A June poll for ARD public television showed that 55% of Germans want the deutsche mark back. That's up 9 percentage points since the May survey in this poll.
I find two things disturbing about this poll.
First, despite significant evidence showing that the German economy derives a considerable benefit from pricing exports using a weaker euro rather than a stronger deutsche mark, a majority of Germans want their old currency back. In the same survey, 56% of Germans say they're worried about their savings. Weighing the advantages of the euro against the potential threat from the single currency, a majority have decided that the threat outweighs the advantages.
Second, the deteriorating politics of the "austerity countries" and their need to ask for either more time or more bailout funding plays into an increase in political sentiment against the euro and in favor of the deutsche mark.
The debate over the Greek request for more time and better terms, even if the Greek plan is shot down (and I expect it will be), feeds right into the political narrative in Germany. A significant number of German voters, evidence or no evidence, see the southern European countries as the home of lazy freeloaders who don't work very hard (and then retire at 45).
Problems deepen with recession
Even German voters who don't feel this way are likely to be dismayed when Greece, Portugal, Spain, France and Italy all miss their budget deficit targets this year.
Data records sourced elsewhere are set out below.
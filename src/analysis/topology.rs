use crate::graph::storage::GraphRegistry;
use crate::graph::NodeId;
use petgraph::algo::tarjan_scc;
use petgraph::graph::{DiGraph, NodeIndex};
use std::cmp::Reverse;
use std::collections::{BinaryHeap, HashSet, VecDeque};

/// Performs a Topological Sort using Kahn's Algorithm.
///
/// Returns a list of NodeIds where every producer appears before its consumers.
/// Among nodes that are ready at the same time the one added first wins, so the
/// order is a deterministic function of insertion order.
///
/// On failure returns the nodes that could not be ordered (members of a cycle
/// and everything downstream of one).
pub fn sort(store: &GraphRegistry) -> Result<Vec<NodeId>, Vec<NodeId>> {
    let count = store.count();
    let mut in_degree = vec![0usize; count];
    let mut ready = BinaryHeap::with_capacity(count);
    let mut order = Vec::with_capacity(count);

    // 1. Initialize In-Degrees (parallel edges count once per edge)
    for (i, degree) in in_degree.iter_mut().enumerate() {
        *degree = store.incoming[i].len();
        if *degree == 0 {
            ready.push(Reverse(NodeId::new(i)));
        }
    }

    // 2. Process ready nodes, smallest id first
    while let Some(Reverse(node)) = ready.pop() {
        order.push(node);
        for edge in store.outgoing_edges(node) {
            let child = edge.consumer.index();
            in_degree[child] -= 1;
            if in_degree[child] == 0 {
                ready.push(Reverse(edge.consumer));
            }
        }
    }

    if order.len() != count {
        let placed: HashSet<NodeId> = order.into_iter().collect();
        return Err((0..count).map(NodeId::new).filter(|id| !placed.contains(id)).collect());
    }

    Ok(order)
}

/// Finds one representative cycle per strongly connected component.
///
/// Each cycle is returned as a closed walk `[a, b, ..., a]` starting at the
/// component's smallest id.
pub fn cycles(store: &GraphRegistry) -> Vec<Vec<NodeId>> {
    let mut graph: DiGraph<NodeId, ()> = DiGraph::with_capacity(store.count(), store.edges.len());
    for i in 0..store.count() {
        graph.add_node(NodeId::new(i));
    }
    for edge in &store.edges {
        graph.update_edge(NodeIndex::new(edge.producer.index()), NodeIndex::new(edge.consumer.index()), ());
    }

    let mut found: Vec<Vec<NodeId>> = tarjan_scc(&graph)
        .into_iter()
        .filter(|scc| scc.len() > 1 || graph.contains_edge(scc[0], scc[0]))
        .map(|scc| {
            let members: HashSet<NodeId> = scc.iter().map(|&ix| graph[ix]).collect();
            trace_cycle(store, &members)
        })
        .collect();
    found.sort();
    found
}

/// Walks successors inside one component until a node repeats.
fn trace_cycle(store: &GraphRegistry, members: &HashSet<NodeId>) -> Vec<NodeId> {
    let start = members.iter().copied().min().unwrap_or_default();
    let mut path = vec![start];
    let mut current = start;

    loop {
        // Every member of a non-trivial component has a successor inside it.
        let next = store
            .outgoing_edges(current)
            .map(|e| e.consumer)
            .filter(|c| members.contains(c))
            .min()
            .unwrap_or(start);

        if let Some(pos) = path.iter().position(|&n| n == next) {
            let mut cycle = path.split_off(pos);
            cycle.push(next);
            return cycle;
        }
        path.push(next);
        current = next;
    }
}

/// Identifies all nodes downstream from the given start nodes (inclusive).
pub fn downstream_from(store: &GraphRegistry, start_nodes: &[NodeId]) -> HashSet<NodeId> {
    let mut visited = HashSet::new();
    let mut queue = VecDeque::from(start_nodes.to_vec());

    while let Some(node) = queue.pop_front() {
        if visited.insert(node) {
            queue.extend(store.outgoing_edges(node).map(|e| e.consumer));
        }
    }
    visited
}

/// Identifies all nodes upstream from the given start nodes (inclusive).
pub fn upstream_from(store: &GraphRegistry, start_nodes: &[NodeId]) -> HashSet<NodeId> {
    let mut visited = HashSet::new();
    let mut queue = VecDeque::from(start_nodes.to_vec());

    while let Some(node) = queue.pop_front() {
        if visited.insert(node) {
            queue.extend(store.incoming_edges(node).map(|e| e.producer));
        }
    }
    visited
}

/// True when there is no directed path between `a` and `b` in either direction.
pub fn independent(store: &GraphRegistry, a: NodeId, b: NodeId) -> bool {
    a != b && !downstream_from(store, &[a]).contains(&b) && !downstream_from(store, &[b]).contains(&a)
}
And that is all but inevitable, since the eurozone countries are all in or sinking toward recession. Slower economic growth means budget cuts and tax increases made to date won't reduce budget deficits as much as projected, because tax revenues sink with slowing economic growth. If Germans have euro bailout fatigue now, think of the politics as this crisis drags on into 2013 and beyond. (And 2013 is an election year in Germany.)
Germans are already justifiably worried about the dangers of throwing good money after bad. If the austerity economies are going to go under anyway, the logic goes, wouldn't it be better to let them go now rather than after Germany has sent them billions more euros? I sense growing support for the not-so-easily refuted argument that it would be better to spend limited resources on an orderly wind-down of the euro than to put billions more into rescue plans that are doomed -- and will leave Germany on the hook for further payments for dissolving the eurozone.
Eroding German support for the euro wouldn't matter quite so much if Germany weren't key to any solution, and if important German institutions weren't opposed to the aggressive moves that are needed to save the euro. But Germany has the financial firepower to make the difference in the crisis.
The Bundesbank, Germany's central bank, has opposed actions including the purchase of Italian and Spanish debt in the secondary markets, the European Central Bank's decision to open a huge lending facility for European banks, and recent suggestions to use that European Financial Stability Facility to directly capitalize Spanish banks.
Politicians in the opposition, but also and more critically, inside Chancellor Angela Merkel's own coalition, have succeeded in delaying Germany's vote for the European Stability Mechanism, the permanent European bailout fund. Facing elections in 2013 and coming off a series of defeats in state elections, Merkel sounds increasingly as if she fears sentiment among German voters could quite easily turn against her.